SYDNEY (AFP) –
Australian swimming great Grant Hackett says he is working to salvage his reputation after trashing his apartment in an alcohol-fuelled rampage last year that saw his wife leave him.
Hackett, who won the 1,500m freestyle at both the 2000 and 2004 Olympics and dominated the event for a decade, had not spoken publicly since the incident in October last year, but broke his silence on Sunday.
“Is my reputation damaged forever after one mistake?” asked Hackett in an interview with Channel Nine, ahead of a stint as a commentator at the London Olympics.
“I will be defined by my actions moving forward and I hope people take the time to judge me on that and I’m very, very determined to turn that around.”
He denied reports he hit his wife or was carrying one of his young twin children during his outburst.
“I don’t blame the alcohol,” he told Channel Nine.
“I was drunk, I think the alcohol exaggerated or exacerbated the emotions of that night and made it worse. But I don’t blame that, I blame myself.”
He admitted to targeting his wife Candice Alley’s most prized possessions during the rampage, during which she called the police.

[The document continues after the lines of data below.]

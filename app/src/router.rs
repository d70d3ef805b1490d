//! Intent router + RAG path (§4.6): the query-time counterpart to the sync
//! engine. Resolves a question to an answer envelope through either the
//! closed-set pattern handlers or, by default, semantic retrieval plus the
//! LLM adapter. Never propagates a component failure to the caller.

use crate::intent::{self};
use crate::llm::Intent;
use crate::state::AppState;
use chrono::Utc;
use cricket_core::team_names;
use log::{info, warn};
use serde::{Deserialize, Serialize};
use std::collections::HashMap;
use std::sync::atomic::{AtomicU64, Ordering};
use std::time::Instant;
use vector_store::QueryFilters;

const TOP_K: usize = 6;
const LEGACY_QUERY_K: usize = 5;

static REQUEST_COUNTER: AtomicU64 = AtomicU64::new(0);

#[derive(Debug, Deserialize)]
pub struct AskRequest {
    pub text: String,
    #[serde(default)]
    pub source: Option<String>,
    #[serde(default)]
    pub team_hint: Option<String>,
}

#[derive(Debug, Clone, Serialize)]
pub struct AskMeta {
    pub intent: String,
    pub entities: HashMap<String, String>,
    pub rag_ms: u64,
    pub api_ms: u64,
    pub latency_ms: u64,
    pub source: String,
    pub request_id: String,
    #[serde(skip_serializing_if = "Option::is_none")]
    pub error: Option<String>,
}

#[derive(Debug, Clone, Serialize)]
pub struct AskResponse {
    pub answer: String,
    pub meta: AskMeta,
}

fn next_request_id() -> String {
    let n = REQUEST_COUNTER.fetch_add(1, Ordering::Relaxed);
    format!("req_{}_{:x}", Utc::now().timestamp_millis(), n)
}

pub async fn ask(state: &AppState, request: &AskRequest) -> AskResponse {
    let started = Instant::now();
    let team_hint = request
        .team_hint
        .clone()
        .or_else(|| team_names::find_alias_in_text(&request.text))
        .map(|hint| team_names::canonicalize(&hint));

    if let Some(cached) = state.cache.get(&request.text, &team_hint) {
        info!("cache_hit=true request_id={}", cached.meta.request_id);
        let mut response = cached;
        response.meta.request_id = next_request_id();
        response.meta.latency_ms = started.elapsed().as_millis() as u64;
        return response;
    }

    let mut response = match ask_uncached(state, request, &team_hint, started).await {
        Ok(response) => response,
        Err(err) => apologize(&err, started),
    };
    response.meta.latency_ms = started.elapsed().as_millis() as u64;

    state.cache.put(&request.text, &team_hint, response.clone());
    response
}

fn apologize(err: &str, started: Instant) -> AskResponse {
    warn!("router failed, returning apology: {err}");
    AskResponse {
        answer: "Sorry, I couldn't find an answer to that right now.".to_string(),
        meta: AskMeta {
            intent: Intent::Unknown.to_string(),
            entities: HashMap::new(),
            rag_ms: 0,
            api_ms: 0,
            latency_ms: started.elapsed().as_millis() as u64,
            source: "error".to_string(),
            request_id: next_request_id(),
            error: Some(err.to_string()),
        },
    }
}

async fn ask_uncached(state: &AppState, request: &AskRequest, team_hint: &Option<String>, started: Instant) -> Result<AskResponse, String> {
    let detection = intent::detect(&request.text);
    let mut entities = detection.entities;
    if let Some(hint) = team_hint {
        entities.entry("team".to_string()).or_insert_with(|| hint.clone());
    }

    let mut intent = detection.intent;
    if intent == Intent::Unknown {
        // Regex patterns missed; ask the LLM adapter to classify before
        // falling all the way to unfiltered RAG (§4.6(b)).
        let classified = state.llm.classify_intent(&request.text).await;
        if classified.intent != Intent::Unknown {
            for (key, value) in classified.entities {
                entities.entry(key).or_insert(value);
            }
            intent = classified.intent;
        }
    }

    if intent != Intent::Unknown {
        return legacy_path(state, request, intent, entities, started).await;
    }

    rag_path(state, request, team_hint, entities, started).await
}

/// (a) Pattern-matched handlers: filtered vector search first, direct
/// upstream fallback on a miss.
async fn legacy_path(state: &AppState, request: &AskRequest, intent: Intent, entities: HashMap<String, String>, started: Instant) -> Result<AskResponse, String> {
    let mut filters = QueryFilters::new();
    if let Some(team) = entities.get("team") {
        if let Some(team_id) = state.team_id_for(team) {
            filters.insert("team_id".to_string(), team_id);
        }
    }
    match intent {
        Intent::LadderPosition => filters.insert("type".to_string(), "ladder".to_string()),
        Intent::NextFixture | Intent::FixturesList => filters.insert("type".to_string(), "fixture".to_string()),
        Intent::RosterList => filters.insert("type".to_string(), "roster".to_string()),
        _ => None,
    };

    let rag_start = Instant::now();
    let ids = state.store.query(&request.text, &filters, LEGACY_QUERY_K).await;
    let mut snippets = Vec::with_capacity(ids.len());
    for id in &ids {
        if let Some(doc) = state.store.get_document(id).await {
            snippets.push(doc.text);
        }
    }
    let rag_ms = rag_start.elapsed().as_millis() as u64;

    // `type=fixture` alone doesn't distinguish "next fixture" from "fixtures
    // list" since fixture status isn't part of the stored metadata (§3);
    // pick the soonest still-scheduled snippet for the former instead of
    // just taking whatever the query ranked first.
    let answer_from_store = match intent {
        Intent::NextFixture => select_next_fixture_snippet(&snippets),
        _ => snippets.first().cloned(),
    };

    if let Some(answer) = answer_from_store {
        return Ok(AskResponse {
            answer,
            meta: AskMeta {
                intent: intent.to_string(),
                entities,
                rag_ms,
                api_ms: 0,
                latency_ms: 0,
                source: "vector_store".to_string(),
                request_id: next_request_id(),
                error: None,
            },
        });
    }

    // Vector store has no matching document yet; fall back to a direct
    // upstream read so the answer is still grounded (§4.6(a)).
    let api_start = Instant::now();
    let answer = upstream_fallback(state, intent, &entities).await?;
    let api_ms = api_start.elapsed().as_millis() as u64;

    Ok(AskResponse {
        answer,
        meta: AskMeta {
            intent: intent.to_string(),
            entities,
            rag_ms,
            api_ms,
            latency_ms: 0,
            source: "upstream_api".to_string(),
            request_id: next_request_id(),
            error: None,
        },
    })
}

/// Scans retrieved fixture snippets for the soonest one still `scheduled`,
/// per the snippet layout `normalize.rs` produces (`Status: ...` / `Date:
/// YYYY-MM-DD HH:MM` lines). Completed/cancelled fixtures are ignored
/// outright rather than merely ranked behind scheduled ones.
fn select_next_fixture_snippet(snippets: &[String]) -> Option<String> {
    let mut best: Option<(chrono::NaiveDateTime, String)> = None;
    for snippet in snippets {
        let Some(status) = snippet.lines().find_map(|l| l.strip_prefix("Status: ")) else {
            continue;
        };
        if status != cricket_core::FixtureStatus::Scheduled.to_string().as_str() {
            continue;
        }
        let Some(date_str) = snippet.lines().find_map(|l| l.strip_prefix("Date: ")) else {
            continue;
        };
        let Ok(date) = chrono::NaiveDateTime::parse_from_str(date_str, "%Y-%m-%d %H:%M") else {
            continue;
        };
        if best.as_ref().is_none_or(|(earliest, _)| date < *earliest) {
            best = Some((date, snippet.clone()));
        }
    }
    best.map(|(_, snippet)| snippet)
}

async fn upstream_fallback(state: &AppState, intent: Intent, entities: &HashMap<String, String>) -> Result<String, String> {
    let bundle = state.settings.ids_bundle.as_ref().ok_or("identifier bundle is not configured")?;
    match intent {
        Intent::LadderPosition => {
            let ladder = state.client.fetch_ladder(&bundle.grade_id).await.map_err(|e| e.to_string())?;
            Ok(ladder.to_string())
        }
        Intent::NextFixture => {
            let team = entities.get("team").ok_or("no team could be identified in the question")?;
            let team_id = state.team_id_for(team).ok_or("unknown team")?;
            use cricket_core::normalize::Normalizable;
            use futures::StreamExt;
            let mut fixtures = state.client.fixtures_for_team(&team_id, &bundle.season_id);
            let mut soonest: Option<cricket_core::Fixture> = None;
            while let Some(raw) = fixtures.next().await {
                let raw = raw.map_err(|e| e.to_string())?;
                let Ok(fixture) = cricket_core::Fixture::normalize(&raw) else {
                    continue;
                };
                if fixture.status != cricket_core::FixtureStatus::Scheduled {
                    continue;
                }
                if soonest.as_ref().is_none_or(|s| fixture.scheduled_start < s.scheduled_start) {
                    soonest = Some(fixture);
                }
            }
            let fixture = soonest.ok_or("no upcoming fixture found")?;
            Ok(format!(
                "Next fixture: {} vs {} on {} at {}",
                fixture.home_team_name,
                fixture.away_team_name,
                fixture.scheduled_start.format("%d %b %Y %H:%M"),
                fixture.venue.as_deref().unwrap_or("TBC"),
            ))
        }
        Intent::FixturesList => {
            let team = entities.get("team").ok_or("no team could be identified in the question")?;
            let team_id = state.team_id_for(team).ok_or("unknown team")?;
            use futures::StreamExt;
            let mut fixtures = state.client.fixtures_for_team(&team_id, &bundle.season_id);
            let mut upcoming = Vec::new();
            while let Some(raw) = fixtures.next().await {
                upcoming.push(raw.map_err(|e| e.to_string())?);
            }
            Ok(serde_json::Value::Array(upcoming).to_string())
        }
        Intent::RosterList => {
            let team = entities.get("team").ok_or("no team could be identified in the question")?;
            let team_id = state.team_id_for(team).ok_or("unknown team")?;
            let roster = state.client.fetch_roster(&team_id).await.map_err(|e| e.to_string())?;
            Ok(roster.to_string())
        }
        // Contract-only stubs (§9 open questions): real extraction from a
        // captured provider scorecard shape is deferred to integration
        // tests against that fixture.
        Intent::PlayerLastRuns | Intent::PlayerTeam => Ok("That information isn't available yet.".to_string()),
        Intent::Unknown => unreachable!("unknown intent never reaches the legacy path"),
    }
}

/// (b) LLM-driven RAG path: semantic query with no entity filters unless a
/// team hint was supplied, top-k retrieval, grounded summarisation.
async fn rag_path(state: &AppState, request: &AskRequest, team_hint: &Option<String>, mut entities: HashMap<String, String>, _started: Instant) -> Result<AskResponse, String> {
    let mut filters = QueryFilters::new();
    if let Some(team) = team_hint {
        if let Some(team_id) = state.team_id_for(team) {
            filters.insert("team_id".to_string(), team_id);
        }
        entities.entry("team".to_string()).or_insert_with(|| team.clone());
    }

    let rag_start = Instant::now();
    let ids = state.store.query(&request.text, &filters, TOP_K).await;
    let mut context = Vec::with_capacity(ids.len());
    for id in &ids {
        if let Some(doc) = state.store.get_document(id).await {
            context.push(doc.text);
        }
    }
    let rag_ms = rag_start.elapsed().as_millis() as u64;

    let summary = state.llm.summarise(&context, &request.text).await;

    Ok(AskResponse {
        answer: summary.text,
        meta: AskMeta {
            intent: "llm_rag".to_string(),
            entities,
            rag_ms,
            api_ms: 0,
            latency_ms: 0,
            source: "llm_rag".to_string(),
            request_id: next_request_id(),
            error: None,
        },
    })
}

#[cfg(test)]
mod tests {
    use super::*;
    use crate::llm::DevEchoAdapter;
    use cricket_core::config::{IdsBundle, Settings, TeamInfo};
    use std::sync::Arc;
    use vector_store::backend::local_file::LocalFileBackend;
    use vector_store::TieredStore;

    fn test_state(store: Arc<dyn vector_store::VectorStore>) -> AppState {
        let mut settings = Settings::default();
        settings.ids_bundle = Some(IdsBundle {
            tenant: "cscc".to_string(),
            org_id: "org-1".to_string(),
            season_id: "season-1".to_string(),
            grade_id: "grade-1".to_string(),
            teams: vec![TeamInfo {
                name: "Caroline Springs Blue U10".to_string(),
                team_id: "t1".to_string(),
            }],
        });
        let settings = Arc::new(settings);
        let client = playhq_client::PlayHqClient::new("key", "cscc");
        let object_store: Arc<dyn sync_engine::object_storage::ObjectStore> =
            Arc::new(sync_engine::object_storage::LocalFallback::new("/tmp/cricket-router-test-object-store"));
        let sync = sync_engine::SyncEngine {
            client: client.clone(),
            store: store.clone(),
            object_store,
            settings: settings.clone(),
            config: sync_engine::config::SyncConfig::default(),
        };
        AppState {
            store,
            client,
            settings,
            cache: crate::cache::ResponseCache::new(),
            llm: Arc::new(DevEchoAdapter),
            sync,
            started_at: Utc::now(),
        }
    }

    #[tokio::test]
    async fn ladder_question_answers_from_the_vector_store() {
        let dir = format!("/tmp/cricket-router-test-{}", std::process::id());
        let backend = LocalFileBackend::open(&dir).unwrap();
        let store: Arc<dyn vector_store::VectorStore> = Arc::new(TieredStore::new(vec![Arc::new(backend)]));

        let meta = cricket_core::DocumentMetadata {
            team_id: Some("t1".to_string()),
            season_id: "season-1".to_string(),
            grade_id: "grade-1".to_string(),
            kind: cricket_core::DocumentKind::Ladder,
            date: None,
        };
        store
            .upsert(vec![cricket_core::Document::new(
                "ladder_grade-1",
                "Ladder: Under-10\nSeason: season-1\nTeams: 1\n3. Caroline Springs Blue U10 - 8 points",
                meta,
            )])
            .await;

        let state = test_state(store);
        let request = AskRequest {
            text: "ladder for blue 10s".to_string(),
            source: None,
            team_hint: None,
        };
        let response = ask(&state, &request).await;

        assert!(response.answer.contains("8 points"));
        assert_eq!(response.meta.intent, "ladder_position");

        tokio::fs::remove_dir_all(&dir).await.ok();
    }
}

“I’m a big guy, I would have been intimidating and it would have been very upsetting for her,” Hackett, 32, said.
“But there’s no way I would ever hurt my wife.”
Hackett and his wife tried to reconcile but he has not seen her or his children in more than two months and the couple last month officially announced their separation after five years of marriage.
Photographs recently published of Hackett’s Melbourne penthouse showed holes smashed in the walls, furniture overturned and a destroyed bedroom door.
He has since been dumped as an ambassador for a children’s anti-violence charity.